28 septembre 2016

Le Bal des Vampires : le film et la comédie musicale

 

Film de Roman Polanski, de 1967 "The fearless vampire killers"

Avec Jack MacGowran (prof. Abronsius), Roman Polanski (Alfred), Sharon Tate (Sarah), Ferdy Mayne (le comte Von Krolock / le narrateur), Iain Quarrier (Herbert von Krolock), Alfie Bass (Shagal)...

Mais c'est aussi :

Une comédie musicale originale en langue allemande "Tanz der Vampire", de Jim Steinman (musique) et Michael Kunze (livret), créée en 1997 et mise en scène par Roman Polanski.

***

Résumé

Le professeur Abronsisus et son jeune assistant Alfred arrivent en Transylvanie dans l'espoir de prouver l'existence des vampires, ou voire mieux, d'en débusquer... Fraîchement installés dans l'auberge du rustre Shagal, Alfred tombe éperdument amoureux de sa fille, Sarah. Celle-ci est cependant convoitée par le comte Von Krolock que la jeune femme s'empresse de suivre jusqu'à son château, où aura bientôt lieu le traditionnel bal des vampires...

***

J'ai patienté et réfléchi un long moment avant de visionner le fameux film de Polanski, The Fearless vampires killers, traduit en français par Le Bal des Vampires... Il s'agit pourtant d'un classique, d'un incontournable, presque d'une légende... Pourquoi avoir tant tardé ? Pour la simple (et bonne ?) raison qu'à l'âge de six ans, je suis tombée sur des photos du film dans une encyclopédie du cinéma, et que j'avais été terrorisée par l'allure du comte von Krolock... Les terreurs d'enfance étant ce qu'elles sont - et je conviens qu'ici, je les ai poussées quelque peu à l'extrême - j'ai toujours relégué ce film au plus bas de ma longue liste de films à voir. Suite à mes récents égarements littéraires et cinématographiques au coeur des insondables Carpathes, j'ai donc pris courageusement le taureau par les cornes, bien décidée à visionner ce classique du cinéma. Alors évidemment, on reléguera aussi au plus profond de sa mémoire tout ce que l'on sait sur Polanski, mais aussi les circonstances abominables de la mort de Sharon Tate, l'épouse du cinéaste, survenue en 1968, qui confère à cette oeuvre une aura quelque peu chargée...
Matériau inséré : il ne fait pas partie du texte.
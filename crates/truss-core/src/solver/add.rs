//! Canonical row construction and the two constraint-addition paths.

use truss_expr::{near_zero, Constraint, LinearExpr, Variable};

use crate::error::SolverError;
use crate::solver::Solver;

/// Result of lowering a client constraint to a canonical row `expr = 0`.
pub(crate) struct BuiltRow {
    pub expr: LinearExpr,
    /// The constraint's handle for removal.
    pub marker: Variable,
    /// Error pair for non-required equalities (edit capture).
    pub plus: Option<Variable>,
    pub minus: Option<Variable>,
    /// Constant of the client expression, recorded for edit constraints.
    pub prev_constant: f64,
}

impl Solver {
    /// Lower `cn` to the row expression that will be asserted `= 0`,
    /// substituting current basic definitions and introducing the
    /// slack, error, and dummy variables the constraint needs. Error
    /// variable penalties are accumulated into the objective row here.
    pub(crate) fn new_expression(&mut self, cn: &Constraint) -> BuiltRow {
        let client = cn.expr();
        let mut expr = LinearExpr::from_constant(client.constant());
        for (v, &c) in client.terms() {
            match self.tableau.row(v) {
                // v is basic: replace it with its definition.
                Some(row) => expr = expr.add_expr(row, c),
                None => expr = expr.plus_term(v, c),
            }
        }

        let z = self.objective();
        let mut plus = None;
        let mut minus = None;
        let marker;

        if cn.is_inequality() {
            // expr >= 0 becomes expr - s = 0 with restricted slack s.
            self.slack_counter += 1;
            let slack = Variable::slack(format!("s{}", self.slack_counter));
            expr = expr.with_term_set(&slack, -1.0);
            marker = slack;
            if !cn.is_required() {
                self.slack_counter += 1;
                let eminus = Variable::slack(format!("em{}", self.slack_counter));
                expr = expr.with_term_set(&eminus, 1.0);
                let penalty = cn.strength().weight() * cn.weight();
                self.tableau.add_term_to_row(&z, &eminus, penalty);
                self.insert_error_var(cn, &eminus);
                minus = Some(eminus);
            }
        } else if cn.is_required() {
            // Required equality: a dummy marker, never pivoted.
            self.dummy_counter += 1;
            let dummy = Variable::dummy(format!("d{}", self.dummy_counter));
            expr = expr.with_term_set(&dummy, 1.0);
            marker = dummy;
        } else {
            // Soft equality: an error pair straddling the target.
            self.slack_counter += 1;
            let eplus = Variable::slack(format!("ep{}", self.slack_counter));
            self.slack_counter += 1;
            let eminus = Variable::slack(format!("em{}", self.slack_counter));
            expr = expr
                .with_term_set(&eplus, -1.0)
                .with_term_set(&eminus, 1.0);
            let penalty = cn.strength().weight() * cn.weight();
            self.tableau.add_term_to_row(&z, &eplus, penalty);
            self.insert_error_var(cn, &eplus);
            self.tableau.add_term_to_row(&z, &eminus, penalty);
            self.insert_error_var(cn, &eminus);
            if cn.is_stay() {
                self.stay_plus_error_vars.push(eplus.clone());
                self.stay_minus_error_vars.push(eminus.clone());
            }
            marker = eplus.clone();
            plus = Some(eplus);
            minus = Some(eminus);
        }

        // Restricted basics require a non-negative row constant.
        if expr.constant() < 0.0 {
            expr = expr.negate();
        }

        BuiltRow {
            expr,
            marker,
            plus,
            minus,
            prev_constant: client.constant(),
        }
    }

    /// Pick a basis subject for a new row, if a pivot-free insertion is
    /// possible.
    ///
    /// Preference order: an unrestricted variable that is not yet a
    /// column; a fresh restricted non-dummy variable with a negative
    /// coefficient; failing both, an all-dummy row may use a fresh dummy
    /// as subject when its constant is zero, and signals
    /// `RequiredFailure` when it is not. `Ok(None)` means the artificial
    /// fallback is needed.
    pub(crate) fn choose_subject(
        &self,
        expr: &mut LinearExpr,
    ) -> Result<Option<Variable>, SolverError> {
        let mut found_unrestricted = false;
        let mut found_new_restricted = false;
        let mut subject: Option<Variable> = None;

        for (v, &c) in expr.terms() {
            if found_unrestricted {
                // An unrestricted subject exists; an unrestricted variable
                // that is also new to the tableau is strictly better.
                if !v.is_restricted() && !self.tableau.has_column(v) {
                    return Ok(Some(v.clone()));
                }
            } else if v.is_restricted() {
                if !found_new_restricted && !v.is_dummy() && c < 0.0 {
                    let fresh = match self.tableau.column(v) {
                        None => true,
                        Some(col) => col.len() == 1 && col.contains(&self.objective),
                    };
                    if fresh {
                        subject = Some(v.clone());
                        found_new_restricted = true;
                    }
                }
            } else {
                subject = Some(v.clone());
                found_unrestricted = true;
            }
        }
        if subject.is_some() {
            return Ok(subject);
        }

        // Only dummy variables left: usable as subject only if the row
        // reduces to a redundant (zero-constant) required equality.
        let mut coeff = 0.0;
        let mut dummy_subject: Option<Variable> = None;
        for (v, &c) in expr.terms() {
            if !v.is_dummy() {
                return Ok(None);
            }
            if !self.tableau.has_column(v) {
                dummy_subject = Some(v.clone());
                coeff = c;
            }
        }
        if !near_zero(expr.constant()) {
            return Err(SolverError::RequiredFailure);
        }
        if coeff > 0.0 {
            *expr = expr.negate();
        }
        Ok(dummy_subject)
    }

    /// Try to insert the row without pivoting. Returns false when no
    /// subject could be chosen and the artificial path must run.
    pub(crate) fn try_adding_directly(
        &mut self,
        expr: &mut LinearExpr,
    ) -> Result<bool, SolverError> {
        let Some(subject) = self.choose_subject(expr)? else {
            return Ok(false);
        };
        let row = expr.new_subject(&subject);
        if self.tableau.has_column(&subject) {
            self.tableau.substitute_out(&subject, &row);
        }
        self.tableau.add_row(subject.clone(), row);
        tracing::trace!(
            component = "solver",
            operation = "add_directly",
            subject = subject.name(),
            "Added row without pivoting"
        );
        Ok(true)
    }

    /// Insert the row through an artificial variable and a throwaway
    /// objective. Fails with `RequiredFailure` when the artificial
    /// objective cannot be driven to zero, removing every trace of the
    /// attempt first.
    pub(crate) fn add_with_artificial_variable(
        &mut self,
        expr: LinearExpr,
    ) -> Result<(), SolverError> {
        self.artificial_counter += 1;
        let av = Variable::slack(format!("a{}", self.artificial_counter));
        let az = Variable::objective("az");
        tracing::debug!(
            component = "solver",
            operation = "add_artificial",
            artificial = av.name(),
            "Adding row via artificial variable"
        );

        self.tableau.add_row(az.clone(), expr.clone());
        self.tableau.add_row(av.clone(), expr);
        self.optimize(&az)?;

        let residue = self
            .tableau
            .row(&az)
            .map(|row| row.constant())
            .ok_or_else(|| SolverError::internal("artificial objective row disappeared"))?;
        if !near_zero(residue) {
            self.tableau.remove_row(&az);
            if self.tableau.is_basic(&av) {
                self.tableau.remove_row(&av);
            } else {
                self.tableau.remove_column(&av);
            }
            return Err(SolverError::RequiredFailure);
        }

        if let Some(row) = self.tableau.row(&av).cloned() {
            if row.is_constant() {
                self.tableau.remove_row(&av);
                self.tableau.remove_row(&az);
                return Ok(());
            }
            let entry = row.any_pivotable().ok_or_else(|| {
                SolverError::internal("artificial row has no pivotable variable")
            })?;
            self.pivot(&entry, &av)?;
        }
        debug_assert!(!self.tableau.is_basic(&av));
        self.tableau.remove_column(&av);
        self.tableau.remove_row(&az);
        Ok(())
    }
}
Roman Polanski (Alfred) et Jack MacGowran (Abronsius)

Bref. Pour en venir au film, mon sentiment à l'issue du visionnage, en ayant soigneusement mis tout élément subjectif de côté, est finalement assez mitigé. Alors certes, on ne peut vraiment pas nier qu'il s'agit là d'une excellente parodie du film de vampires, tel que pouvait en produire les studios de la Hammer à l'époque, et c'est tout à fait dans cet esprit que je l'ai considéré. J'ai été sincèrement amusée par le personnage du professeur Abronsius, sorte de Van Helsing à bon marché, savant illuminé, complètement dépassé par les événements, et par le personnage d'Herbert von Krolock, le fils du comte, jeune homme sensible et romantique (et vampire, précisons-le), qui se prend d'une grande affection pour Alfred, campé par un Polanski délicieusement timide et maladroit... Malgré tout, je suis restée sur ma faim - sans faire de mauvais jeux de mots - tout en ressentant malgré tout une irrépressible sensation de malaise et d'oppression, qui est le propre de beaucoup de films tournés par Polanski. Sont-ce ces grands espaces enneigés, ces larges instants de plans silencieux, ces personnages aux caractères troubles et demeurant extrêmement inquiétants pour une comédie ? Je ne saurais le dire, sans doute s'agit-il de tout cela à la fois... Il est certain que ce film est un délicieux ovni, une oeuvre qui ne saurait être oubliée si facilement, et qu'elle mérite à ce titre d'être classée parmi les incontournables du cinéma.

La mythique scène du bain - Sharon Tate (Sarah) et Ferdy Mayne (Krolock)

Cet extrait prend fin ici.